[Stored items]

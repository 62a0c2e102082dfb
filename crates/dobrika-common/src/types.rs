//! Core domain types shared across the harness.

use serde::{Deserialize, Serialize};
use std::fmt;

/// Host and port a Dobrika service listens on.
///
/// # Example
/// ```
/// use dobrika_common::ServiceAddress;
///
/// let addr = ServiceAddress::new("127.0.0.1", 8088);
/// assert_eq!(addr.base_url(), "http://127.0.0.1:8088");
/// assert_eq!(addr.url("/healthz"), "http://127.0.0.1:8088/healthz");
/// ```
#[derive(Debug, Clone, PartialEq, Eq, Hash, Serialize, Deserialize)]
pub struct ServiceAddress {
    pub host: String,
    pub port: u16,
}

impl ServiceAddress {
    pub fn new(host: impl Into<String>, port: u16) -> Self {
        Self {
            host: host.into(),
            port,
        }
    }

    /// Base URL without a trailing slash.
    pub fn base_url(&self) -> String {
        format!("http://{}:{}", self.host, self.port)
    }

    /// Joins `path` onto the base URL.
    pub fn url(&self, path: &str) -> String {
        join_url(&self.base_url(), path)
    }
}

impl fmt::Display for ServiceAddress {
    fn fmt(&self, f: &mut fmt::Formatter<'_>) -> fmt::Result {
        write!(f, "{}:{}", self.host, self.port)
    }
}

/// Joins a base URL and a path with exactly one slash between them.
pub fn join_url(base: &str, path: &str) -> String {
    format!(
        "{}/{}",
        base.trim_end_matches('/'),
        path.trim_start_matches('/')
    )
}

◆ PROBLEM TO WORK ON
Repeat every line of the records, exactly as given.

◆ RESULT FOR THIS EXERCISE
repository 62a0c2e102082dfb
filename crates/dobrika-common/src/types.rs
//! Core domain types shared across the harness.

use serde::{Deserialize, Serialize};
use std::fmt;

/// Host and port a Dobrika service listens on.
///
/// # Example
/// ```
/// use dobrika_common::ServiceAddress;
///
/// let addr = ServiceAddress::new("127.0.0.1", 8088);
/// assert_eq!(addr.base_url(), "http://127.0.0.1:8088");
/// assert_eq!(addr.url("/healthz"), "http://127.0.0.1:8088/healthz");
/// ```
#[derive(Debug, Clone, PartialEq, Eq, Hash, Serialize, Deserialize)]
pub struct ServiceAddress {
    pub host: String,
    pub port: u16,
}

impl ServiceAddress {
    pub fn new(host: impl Into<String>, port: u16) -> Self {
        Self {
            host: host.into(),
            port,
        }
    }

    /// Base URL without a trailing slash.
    pub fn base_url(&self) -> String {
        format!("http://{}:{}", self.host, self.port)
    }

    /// Joins `path` onto the base URL.
    pub fn url(&self, path: &str) -> String {
        join_url(&self.base_url(), path)
    }
}

impl fmt::Display for ServiceAddress {
    fn fmt(&self, f: &mut fmt::Formatter<'_>) -> fmt::Result {
        write!(f, "{}:{}", self.host, self.port)
    }
}

/// Joins a base URL and a path with exactly one slash between them.
pub fn join_url(base: &str, path: &str) -> String {
    format!(
        "{}/{}",
        base.trim_end_matches('/'),
        path.trim_start_matches('/')
    )
}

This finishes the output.